* **Records for the exercise**:
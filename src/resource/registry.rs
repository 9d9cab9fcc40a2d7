//! # Resource Registry
//!
//! Process-wide reference counts per resource identity. The registry is the
//! only shared mutable state between concurrent test groups; every count
//! mutation is atomic per identity, so interleaved `acquire`/`release`
//! calls never lose updates and never drive a count negative.
//!
//! ## Usage
//!
//! ```rust
//! use std::sync::Arc;
//! use testrig_core::resource::ResourceRegistry;
//!
//! let registry = Arc::new(ResourceRegistry::new());
//! # let handle = testrig_core::resource::registry::test_support::noop_handle("POSTGRES");
//! assert_eq!(registry.acquire(&handle), 1);
//! assert_eq!(registry.acquire(&handle), 2);
//! assert_eq!(registry.release(&handle), 1);
//! assert!(!registry.try_claim_stop(&handle));
//! assert_eq!(registry.release(&handle), 0);
//! assert!(registry.try_claim_stop(&handle));
//! ```

use crate::resource::handle::ResourceHandle;
use dashmap::DashMap;

/// Reference-count table keyed by resource identity.
#[derive(Debug, Default)]
pub struct ResourceRegistry {
    counts: DashMap<String, i64>,
}

impl ResourceRegistry {
    pub fn new() -> Self {
        Self {
            counts: DashMap::new(),
        }
    }

    /// Increments the count for the handle's identity, creating the entry
    /// at zero when absent. Returns the post-increment count; exactly one
    /// of any set of racing acquirers observes 1.
    pub fn acquire(&self, handle: &ResourceHandle) -> i64 {
        let mut entry = self.counts.entry(handle.name().to_string()).or_insert(0);
        *entry += 1;
        *entry
    }

    /// Decrements the count, floored at zero. Releasing an absent or
    /// already-zero entry is a silent no-op returning 0; callers are
    /// allowed to be imprecise about pairing across overlapping groups.
    pub fn release(&self, handle: &ResourceHandle) -> i64 {
        let mut entry = self.counts.entry(handle.name().to_string()).or_insert(0);
        *entry = (*entry - 1).max(0);
        *entry
    }

    /// True only while the count is at zero at the moment of the call.
    /// Used as the final gate before an actual stop, so a release followed
    /// by an immediate reacquire never stops the resource underneath the
    /// new acquirer.
    pub fn try_claim_stop(&self, handle: &ResourceHandle) -> bool {
        self.counts
            .get(handle.name())
            .map_or(true, |count| *count <= 0)
    }

    /// Current count for an identity. Zero when the identity was never
    /// acquired.
    pub fn count(&self, name: &str) -> i64 {
        self.counts.get(name).map_or(0, |count| *count)
    }
}

#[doc(hidden)]
pub mod test_support {
    use crate::resource::handle::{ResourceHandle, TestResource};
    use async_trait::async_trait;
    use std::sync::Arc;

    struct NoopResource;

    #[async_trait]
    impl TestResource for NoopResource {
        async fn start(&self) -> anyhow::Result<()> {
            Ok(())
        }
        async fn stop(&self) -> anyhow::Result<()> {
            Ok(())
        }
        async fn is_running(&self) -> bool {
            false
        }
        async fn exposed_ports(&self) -> Vec<u16> {
            Vec::new()
        }
        async fn mapped_port(&self, port: u16) -> anyhow::Result<u16> {
            Ok(port)
        }
        async fn network_address(&self) -> anyhow::Result<String> {
            Ok("127.0.0.1".to_string())
        }
    }

    /// Handle over an inert resource, for registry-only exercises.
    pub fn noop_handle(name: &str) -> ResourceHandle {
        ResourceHandle::new(name, Arc::new(NoopResource), true)
    }
}
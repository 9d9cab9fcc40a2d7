//! # Canned Resource Images
//!
//! Descriptors for the infrastructure images integration suites lean on
//! most. A [`ResourceImage`] is plain data consumed by whatever runtime
//! adapter turns it into a live [`super::TestResource`]; nothing here talks
//! to a container engine.

use serde::{Deserialize, Serialize};
use std::collections::HashMap;

/// Default user provisioned in the preset images.
pub const TEST_USER_NAME: &str = "test";

/// Default password provisioned in the preset images.
pub const TEST_USER_PASSWORD: &str = "test";

/// Image descriptor for one external resource.
#[derive(Debug, Clone, PartialEq, Eq, Serialize, Deserialize)]
pub struct ResourceImage {
    pub image: String,
    pub tag: String,
    pub exposed_ports: Vec<u16>,
    pub env: HashMap<String, String>,
    pub command: Vec<String>,
}

impl ResourceImage {
    pub fn new(image: impl Into<String>, tag: impl Into<String>) -> Self {
        Self {
            image: image.into(),
            tag: tag.into(),
            exposed_ports: Vec::new(),
            env: HashMap::new(),
            command: Vec::new(),
        }
    }

    pub fn with_exposed_port(mut self, port: u16) -> Self {
        self.exposed_ports.push(port);
        self
    }

    pub fn with_env(mut self, key: &str, value: &str) -> Self {
        self.env.insert(key.to_string(), value.to_string());
        self
    }

    pub fn with_command(mut self, command: &[&str]) -> Self {
        self.command = command.iter().map(|part| (*part).to_string()).collect();
        self
    }

    /// Full image reference, `image:tag`.
    pub fn reference(&self) -> String {
        format!("{}:{}", self.image, self.tag)
    }
}

/// Transactional repository (PostgreSQL) preset.
pub fn postgres() -> ResourceImage {
    ResourceImage::new("coldis/infrastructure-transactional-repository", "5.0.7")
        .with_exposed_port(5432)
        .with_env("ENABLE_JSON_CAST", "true")
        .with_env("ENABLE_UNACCENT", "true")
        .with_env("POSTGRES_ADMIN_USER", "postgres")
        .with_env("POSTGRES_ADMIN_PASSWORD", "postgres")
        .with_env("REPLICATOR_USER_NAME", "replicator")
        .with_env("REPLICATOR_USER_PASSWORD", "replicator")
        .with_env("POSTGRES_DEFAULT_USER", TEST_USER_NAME)
        .with_env("POSTGRES_DEFAULT_PASSWORD", TEST_USER_PASSWORD)
        .with_env("POSTGRES_DEFAULT_DATABASE", TEST_USER_NAME)
}

/// Messaging service (Artemis broker) preset.
pub fn artemis() -> ResourceImage {
    ResourceImage::new("coldis/infrastructure-messaging-service", "2.22")
        .with_exposed_port(8161)
        .with_exposed_port(61616)
        .with_env("ARTEMIS_USERNAME", TEST_USER_NAME)
        .with_env("ARTEMIS_PASSWORD", TEST_USER_PASSWORD)
        .with_env("ARTEMIS_PERF_JOURNAL", "ALWAYS")
}

/// Cache service (Redis) preset.
pub fn redis() -> ResourceImage {
    ResourceImage::new("redis", "7.2.4-bookworm")
        .with_exposed_port(6379)
        .with_command(&["redis-server", "--save", "60", "1", "--loglevel", "warning"])
}
//! # Test Helpers
//!
//! Polling utilities for suites waiting on eventually-consistent state
//! (a resource accepting connections, a queue draining, a row appearing).

use std::future::Future;
use std::time::Duration;
use tokio::time::{sleep, Instant};

/// Very short wait time.
pub const VERY_SHORT_WAIT: Duration = Duration::from_millis(100);

/// Short wait time.
pub const SHORT_WAIT: Duration = Duration::from_millis(500);

/// Regular wait time.
pub const REGULAR_WAIT: Duration = Duration::from_millis(2500);

/// Long wait time.
pub const LONG_WAIT: Duration = Duration::from_millis(11_000);

/// Very long wait time.
pub const VERY_LONG_WAIT: Duration = Duration::from_millis(29_000);

/// Polls `supplier` every `poll` until `predicate` accepts its value or
/// `max_wait` elapses. Returns whether a valid state was met in time.
pub async fn wait_until_valid<T, S, Fut, P>(
    mut supplier: S,
    predicate: P,
    max_wait: Duration,
    poll: Duration,
) -> bool
where
    S: FnMut() -> Fut,
    Fut: Future<Output = T>,
    P: Fn(&T) -> bool,
{
    let deadline = Instant::now() + max_wait;
    while Instant::now() < deadline {
        if predicate(&supplier().await) {
            return true;
        }
        sleep(poll).await;
    }
    false
}

#[cfg(test)]
mod tests {
    use super::*;
    use std::sync::atomic::{AtomicU32, Ordering};

    #[tokio::test(start_paused = true)]
    async fn returns_true_once_the_predicate_holds() {
        let polls = AtomicU32::new(0);
        let polls_ref = &polls;
        let met = wait_until_valid(
            move || async move { polls_ref.fetch_add(1, Ordering::SeqCst) + 1 },
            |count| *count >= 3,
            Duration::from_secs(5),
            Duration::from_millis(100),
        )
        .await;
        assert!(met);
        assert_eq!(polls.load(Ordering::SeqCst), 3);
    }

    #[tokio::test(start_paused = true)]
    async fn returns_false_when_the_window_closes_first() {
        let met = wait_until_valid(
            || async { false },
            |value| *value,
            Duration::from_millis(300),
            Duration::from_millis(100),
        )
        .await;
        assert!(!met);
    }
}
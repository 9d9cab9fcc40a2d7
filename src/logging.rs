//! # Structured Logging Module
//!
//! Environment-aware structured logging that outputs to both console and
//! files, for debugging interleaved resource lifecycles and retry loops
//! across concurrent test groups.

use chrono::Utc;
use std::fs;
use std::path::PathBuf;
use std::process;
use std::sync::OnceLock;
use tracing_subscriber::{fmt, layer::SubscriberExt, util::SubscriberInitExt, EnvFilter, Layer};

static LOGGER_INITIALIZED: OnceLock<()> = OnceLock::new();

/// Initialize structured logging with environment-specific configuration.
///
/// Safe to call from every test group; only the first call does anything,
/// and an already-installed global subscriber is tolerated.
pub fn init_structured_logging() {
    LOGGER_INITIALIZED.get_or_init(|| {
        let environment = get_environment();
        let log_level = get_log_level(&environment);

        let log_dir = PathBuf::from("log");
        if !log_dir.exists() {
            fs::create_dir_all(&log_dir).expect("Failed to create log directory");
        }

        // Log file name carries environment, PID, and timestamp so parallel
        // suite processes never collide.
        let pid = process::id();
        let timestamp = Utc::now().format("%Y%m%d_%H%M%S").to_string();
        let log_filename = format!("{environment}.{pid}.{timestamp}.log");
        let log_path = log_dir.join(&log_filename);

        let file_appender = tracing_appender::rolling::never(&log_dir, log_filename);
        let (file_writer, guard) = tracing_appender::non_blocking(file_appender);

        let subscriber = tracing_subscriber::registry()
            .with(
                fmt::layer()
                    .with_target(true)
                    .with_thread_ids(true)
                    .with_level(true)
                    .with_ansi(true)
                    .with_filter(EnvFilter::new(log_level.clone())),
            )
            .with(
                fmt::layer()
                    .with_writer(file_writer)
                    .with_target(true)
                    .with_thread_ids(true)
                    .with_level(true)
                    .with_ansi(false)
                    .json()
                    .with_filter(EnvFilter::new(log_level)),
            );

        // Another harness layer may already own the global subscriber.
        if subscriber.try_init().is_err() {
            tracing::debug!("global tracing subscriber already initialized, continuing");
        }

        tracing::info!(
            pid = pid,
            environment = %environment,
            log_file = %log_path.display(),
            "structured logging initialized"
        );

        // The writer guard must outlive the process for the file layer to
        // keep flushing.
        std::mem::forget(guard);
    });
}

/// Get current environment from environment variables
fn get_environment() -> String {
    std::env::var("TESTRIG_ENV")
        .or_else(|_| std::env::var("APP_ENV"))
        .unwrap_or_else(|_| "test".to_string())
}

/// Get log level based on environment
fn get_log_level(environment: &str) -> String {
    std::env::var("RUST_LOG").unwrap_or_else(|_| match environment {
        "production" => "info".to_string(),
        _ => "debug".to_string(),
    })
}
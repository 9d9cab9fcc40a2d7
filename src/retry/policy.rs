//! # Retry Policy
//!
//! Pure computation of attempt limits and backoff delays. The delay before
//! attempt `n` is `(fixed + uniform[0, ceiling)) * n`: linear backoff
//! scaled by the attempt index, with a randomized component so concurrently
//! retrying units drift apart instead of hammering a struggling resource in
//! lockstep.

use crate::config::TestrigConfig;
use rand::Rng;
use std::time::Duration;

#[derive(Debug, Clone)]
pub struct RetryPolicy {
    max_attempts: u32,
    fixed_delay_ms: u64,
    random_delay_ceiling_ms: u64,
}

impl RetryPolicy {
    pub fn new(config: &TestrigConfig) -> Self {
        Self {
            // A unit always gets at least one attempt.
            max_attempts: config.max_attempts.max(1),
            fixed_delay_ms: config.fixed_delay_ms,
            random_delay_ceiling_ms: config.random_delay_ceiling_ms,
        }
    }

    /// Maximum attempts for a unit before it is reported as failed.
    pub fn max_attempts(&self) -> u32 {
        self.max_attempts
    }

    /// Delay before the attempt following failed attempt `attempt` (1-based).
    pub fn delay_before_attempt(&self, attempt: u32) -> Duration {
        let jitter_ms = if self.random_delay_ceiling_ms == 0 {
            0
        } else {
            rand::thread_rng().gen_range(0..self.random_delay_ceiling_ms)
        };
        Duration::from_millis((self.fixed_delay_ms + jitter_ms) * u64::from(attempt.max(1)))
    }
}

impl Default for RetryPolicy {
    fn default() -> Self {
        Self::new(&TestrigConfig::default())
    }
}

#[cfg(test)]
mod tests {
    use super::*;

    fn policy(fixed_ms: u64, ceiling_ms: u64) -> RetryPolicy {
        RetryPolicy::new(&TestrigConfig {
            fixed_delay_ms: fixed_ms,
            random_delay_ceiling_ms: ceiling_ms,
            ..TestrigConfig::default()
        })
    }

    #[test]
    fn default_attempt_limit_is_three() {
        assert_eq!(RetryPolicy::default().max_attempts(), 3);
    }

    #[test]
    fn delay_without_jitter_is_linear_in_the_attempt() {
        let policy = policy(1000, 0);
        assert_eq!(policy.delay_before_attempt(1), Duration::from_millis(1000));
        assert_eq!(policy.delay_before_attempt(2), Duration::from_millis(2000));
        assert_eq!(policy.delay_before_attempt(3), Duration::from_millis(3000));
    }

    #[test]
    fn delay_never_drops_below_the_fixed_component() {
        let policy = policy(500, 2000);
        for attempt in 1..=5 {
            for _ in 0..50 {
                let delay = policy.delay_before_attempt(attempt);
                assert!(delay >= Duration::from_millis(500 * u64::from(attempt)));
                assert!(delay < Duration::from_millis((500 + 2000) * u64::from(attempt)));
            }
        }
    }

    #[test]
    fn delay_is_non_decreasing_without_jitter() {
        let policy = policy(250, 0);
        let mut previous = Duration::ZERO;
        for attempt in 1..=10 {
            let delay = policy.delay_before_attempt(attempt);
            assert!(delay >= previous);
            previous = delay;
        }
    }
}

* **Work instruction**: Each line above from the one with "async fn is_running(&self)" up to and including the one with "suites lean on" must be set down exactly, and no line outside that span may appear.

* **Answer to the problem**:
        async fn is_running(&self) -> bool {
            false
        }
        async fn exposed_ports(&self) -> Vec<u16> {
            Vec::new()
        }
        async fn mapped_port(&self, port: u16) -> anyhow::Result<u16> {
            Ok(port)
        }
        async fn network_address(&self) -> anyhow::Result<String> {
            Ok("127.0.0.1".to_string())
        }
    }

    /// Handle over an inert resource, for registry-only exercises.
    pub fn noop_handle(name: &str) -> ResourceHandle {
        ResourceHandle::new(name, Arc::new(NoopResource), true)
    }
}
repository 9d9cab9fcc40a2d7
//! # Canned Resource Images
//!
//! Descriptors for the infrastructure images integration suites lean on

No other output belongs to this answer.